------ Available records
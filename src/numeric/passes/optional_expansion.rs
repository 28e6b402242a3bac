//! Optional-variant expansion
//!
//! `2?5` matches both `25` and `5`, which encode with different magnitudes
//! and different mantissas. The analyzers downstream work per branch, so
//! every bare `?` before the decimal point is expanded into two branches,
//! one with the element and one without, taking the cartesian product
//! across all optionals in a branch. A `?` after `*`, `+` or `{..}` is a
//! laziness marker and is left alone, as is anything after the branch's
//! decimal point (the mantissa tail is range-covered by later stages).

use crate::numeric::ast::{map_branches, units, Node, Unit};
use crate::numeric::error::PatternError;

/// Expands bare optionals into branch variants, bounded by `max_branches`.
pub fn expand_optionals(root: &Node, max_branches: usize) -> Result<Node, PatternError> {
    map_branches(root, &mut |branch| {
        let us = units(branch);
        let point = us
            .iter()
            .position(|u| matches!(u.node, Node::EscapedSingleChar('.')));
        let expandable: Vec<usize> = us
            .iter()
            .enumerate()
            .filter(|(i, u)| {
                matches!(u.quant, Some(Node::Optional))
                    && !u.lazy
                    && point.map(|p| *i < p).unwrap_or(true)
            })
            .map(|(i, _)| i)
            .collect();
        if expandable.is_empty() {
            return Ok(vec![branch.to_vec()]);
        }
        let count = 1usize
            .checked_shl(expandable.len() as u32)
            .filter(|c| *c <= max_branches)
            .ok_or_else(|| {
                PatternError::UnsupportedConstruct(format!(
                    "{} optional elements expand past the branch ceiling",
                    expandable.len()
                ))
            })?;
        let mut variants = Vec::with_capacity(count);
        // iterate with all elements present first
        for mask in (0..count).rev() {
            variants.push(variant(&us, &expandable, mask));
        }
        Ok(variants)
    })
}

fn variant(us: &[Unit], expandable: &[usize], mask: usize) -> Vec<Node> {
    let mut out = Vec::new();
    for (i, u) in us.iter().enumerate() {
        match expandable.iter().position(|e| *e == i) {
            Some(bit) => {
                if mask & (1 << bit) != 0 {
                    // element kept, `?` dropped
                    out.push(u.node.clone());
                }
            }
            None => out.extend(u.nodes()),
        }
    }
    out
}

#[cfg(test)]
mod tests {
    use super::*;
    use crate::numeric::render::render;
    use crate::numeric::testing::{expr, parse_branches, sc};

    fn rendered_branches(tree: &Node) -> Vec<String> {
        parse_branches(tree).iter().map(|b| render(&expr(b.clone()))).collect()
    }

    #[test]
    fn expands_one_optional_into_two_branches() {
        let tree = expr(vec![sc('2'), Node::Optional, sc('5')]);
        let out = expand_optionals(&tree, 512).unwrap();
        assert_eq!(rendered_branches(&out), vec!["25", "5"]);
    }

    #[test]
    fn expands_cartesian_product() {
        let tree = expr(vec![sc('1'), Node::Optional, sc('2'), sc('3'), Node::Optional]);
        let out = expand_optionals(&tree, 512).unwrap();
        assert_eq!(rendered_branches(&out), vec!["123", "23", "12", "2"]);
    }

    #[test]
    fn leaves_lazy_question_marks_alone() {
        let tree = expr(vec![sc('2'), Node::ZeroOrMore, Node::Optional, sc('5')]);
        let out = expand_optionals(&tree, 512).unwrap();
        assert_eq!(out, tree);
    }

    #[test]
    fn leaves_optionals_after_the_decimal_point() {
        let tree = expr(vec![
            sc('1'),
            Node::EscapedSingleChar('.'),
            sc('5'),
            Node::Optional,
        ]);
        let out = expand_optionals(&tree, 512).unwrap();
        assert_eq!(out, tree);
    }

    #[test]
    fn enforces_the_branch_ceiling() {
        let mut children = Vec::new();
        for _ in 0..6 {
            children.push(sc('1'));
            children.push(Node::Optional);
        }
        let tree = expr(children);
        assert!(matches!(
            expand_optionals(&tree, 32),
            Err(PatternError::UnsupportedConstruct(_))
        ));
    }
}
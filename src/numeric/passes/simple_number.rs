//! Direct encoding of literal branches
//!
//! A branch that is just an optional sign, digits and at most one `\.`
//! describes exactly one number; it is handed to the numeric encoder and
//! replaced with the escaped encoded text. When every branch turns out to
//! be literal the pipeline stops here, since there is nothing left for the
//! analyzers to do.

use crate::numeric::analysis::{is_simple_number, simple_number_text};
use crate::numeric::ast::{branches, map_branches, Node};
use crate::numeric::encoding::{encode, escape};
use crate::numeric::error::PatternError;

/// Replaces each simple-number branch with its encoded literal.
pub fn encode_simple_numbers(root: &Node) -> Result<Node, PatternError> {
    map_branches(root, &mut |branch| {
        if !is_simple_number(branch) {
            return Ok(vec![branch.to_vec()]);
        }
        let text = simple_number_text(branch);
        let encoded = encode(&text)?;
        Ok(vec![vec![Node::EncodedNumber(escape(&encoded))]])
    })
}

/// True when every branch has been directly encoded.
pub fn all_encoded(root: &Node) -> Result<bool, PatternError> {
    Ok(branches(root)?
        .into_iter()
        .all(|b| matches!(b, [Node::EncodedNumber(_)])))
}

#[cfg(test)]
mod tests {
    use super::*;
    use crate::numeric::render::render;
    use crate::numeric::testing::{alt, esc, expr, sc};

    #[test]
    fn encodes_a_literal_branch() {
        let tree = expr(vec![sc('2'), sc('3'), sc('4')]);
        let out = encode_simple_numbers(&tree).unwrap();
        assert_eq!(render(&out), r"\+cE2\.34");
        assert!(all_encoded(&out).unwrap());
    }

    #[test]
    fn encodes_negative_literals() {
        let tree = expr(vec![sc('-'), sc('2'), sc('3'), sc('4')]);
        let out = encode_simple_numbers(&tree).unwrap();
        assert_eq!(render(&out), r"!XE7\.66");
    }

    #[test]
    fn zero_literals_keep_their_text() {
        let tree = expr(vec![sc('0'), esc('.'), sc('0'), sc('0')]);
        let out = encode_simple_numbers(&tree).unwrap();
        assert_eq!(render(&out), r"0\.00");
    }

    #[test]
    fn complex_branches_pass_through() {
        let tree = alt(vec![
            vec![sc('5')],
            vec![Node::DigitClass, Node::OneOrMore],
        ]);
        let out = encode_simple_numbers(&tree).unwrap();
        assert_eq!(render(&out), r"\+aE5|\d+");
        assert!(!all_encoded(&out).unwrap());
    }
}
------------
_Action item_. What lines in the material include the string "every"? Pull each one out.

_Written answer_.
//! every bare `?` before the decimal point is expanded into two branches,
//! replaced with the escaped encoded text. When every branch turns out to
/// True when every branch has been directly encoded.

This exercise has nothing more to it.